** The input follows **

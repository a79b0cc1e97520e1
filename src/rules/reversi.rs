//! The Reversi rule engine.
//!
//! `Reversi<G>` owns one board and its turn state. It is generic over the
//! topology, so hex and square games share every rule and differ only in
//! their `Geometry`.
//!
//! ## Mutation
//!
//! `apply_move` and `skip` are the only mutating entry points. Each validates
//! the full request first, then mutates, then returns the events it produced.
//! A rejected request leaves the game untouched.

use std::marker::PhantomData;

use tracing::debug;

use super::capture::{self, Captures};
use super::engine::GameView;
use super::turn::TurnState;
use crate::board::{Coordinate, Geometry, Hex, Lattice, Square};
use crate::core::{Cell, Color, Events, GameConfig, GameError, GameEvent, Result};

/// Reversi on a hexagonal board.
pub type HexReversi = Reversi<Hex>;

/// Reversi on a square board.
pub type SquareReversi = Reversi<Square>;

/// A Reversi game on topology `G`.
#[derive(Clone, Debug)]
pub struct Reversi<G: Geometry> {
    lattice: Lattice<G::Coord>,
    side_length: usize,
    turn: TurnState,
    _geometry: PhantomData<G>,
}

impl<G: Geometry> Reversi<G> {
    /// New game in the canonical opening position, black to move.
    ///
    /// Fails with `InvalidConfiguration` if `side_length` is not valid for `G`.
    pub fn new(side_length: usize) -> Result<Self> {
        let lattice = G::canonical_lattice(side_length)?;
        debug!(topology = %G::TOPOLOGY, side_length, "new game");

        Ok(Self {
            lattice,
            side_length,
            turn: TurnState::new(Color::Black),
            _geometry: PhantomData,
        })
    }

    /// New game from a full configuration.
    ///
    /// The config's topology must match `G`.
    pub fn from_config(config: &GameConfig) -> Result<Self> {
        if config.topology != G::TOPOLOGY {
            return Err(GameError::InvalidConfiguration(format!(
                "config is for a {} board, engine is {}",
                config.topology,
                G::TOPOLOGY
            )));
        }

        let mut game = Self::new(config.side_length)?;
        game.turn = TurnState::new(config.first_player);
        Ok(game)
    }

    /// Adopt a pre-built board verbatim with `starting` on turn.
    ///
    /// Only checks that the board has cells; the position itself is trusted.
    /// The side length is recovered from the board's extent.
    pub fn from_lattice(lattice: Lattice<G::Coord>, starting: Color) -> Result<Self> {
        if lattice.is_empty() {
            return Err(GameError::InvalidConfiguration(
                "rigged board has no cells".to_string(),
            ));
        }

        let side_length = lattice.extent();
        debug!(topology = %G::TOPOLOGY, side_length, cells = lattice.len(), "rigged game");

        Ok(Self {
            lattice,
            side_length,
            turn: TurnState::new(starting),
            _geometry: PhantomData,
        })
    }

    /// Isolated game built from a snapshot, for trying out moves.
    ///
    /// Keeps the side length of the game the snapshot came from.
    pub fn simulate(snapshot: &Lattice<G::Coord>, side_length: usize, starting: Color) -> Self {
        Self {
            lattice: snapshot.clone(),
            side_length,
            turn: TurnState::new(starting),
            _geometry: PhantomData,
        }
    }

    /// Number of consecutive skips so far (0, 1, or 2).
    #[must_use]
    pub fn skips(&self) -> u8 {
        self.turn.skips()
    }

    /// Text rendering of the board (see [`crate::view::TextView`]).
    #[must_use]
    pub fn render(&self) -> String {
        G::render(&self.lattice, self.side_length)
    }

    /// Place a disc for `player` at `at` and flip every captured disc.
    ///
    /// Returns the flipped discs and the events `[TurnChanged, BoardChanged]`.
    pub fn apply_move(&mut self, player: Color, at: G::Coord) -> Result<(Captures<G::Coord>, Events)> {
        self.turn.check_mover(player)?;

        if !self.lattice.contains(at) {
            return Err(GameError::OutOfBounds {
                col: at.col(),
                row: at.row(),
            });
        }

        let flipped = capture::captures(&self.lattice, at, player);
        if flipped.is_empty() {
            return Err(GameError::IllegalMove {
                col: at.col(),
                row: at.row(),
            });
        }

        self.lattice.set(at, Cell::Disc(player));
        for &disc in &flipped {
            self.lattice.set(disc, Cell::Disc(player));
        }
        self.turn.record_move();

        debug!(%player, %at, flipped = flipped.len(), "move applied");

        let mut events = Events::new();
        events.push(GameEvent::TurnChanged(self.turn.active()));
        events.push(GameEvent::BoardChanged);
        Ok((flipped, events))
    }

    /// Pass the turn for `player`.
    ///
    /// The second consecutive skip ends the game and returns
    /// `[BoardChanged, GameOver]`; otherwise `[TurnChanged, BoardChanged]`.
    pub fn skip(&mut self, player: Color) -> Result<Events> {
        self.turn.check_mover(player)?;

        let mut events = Events::new();
        if self.turn.record_skip() {
            debug!(%player, "second consecutive skip, game over");
            events.push(GameEvent::BoardChanged);
            events.push(GameEvent::GameOver);
        } else {
            debug!(%player, "skip");
            events.push(GameEvent::TurnChanged(self.turn.active()));
            events.push(GameEvent::BoardChanged);
        }
        Ok(events)
    }
}

impl<G: Geometry> GameView for Reversi<G> {
    type Coord = G::Coord;

    fn side_length(&self) -> usize {
        self.side_length
    }

    fn lattice(&self) -> &Lattice<G::Coord> {
        &self.lattice
    }

    fn turn_state(&self) -> TurnState {
        self.turn
    }
}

** End of The input **

• About this exercise:
The lines to copy are those in the listing that contain "TurnChanged".

• Output below:
    /// Returns the flipped discs and the events `[TurnChanged, BoardChanged]`.
        events.push(GameEvent::TurnChanged(self.turn.active()));
    /// `[BoardChanged, GameOver]`; otherwise `[TurnChanged, BoardChanged]`.
            events.push(GameEvent::TurnChanged(self.turn.active()));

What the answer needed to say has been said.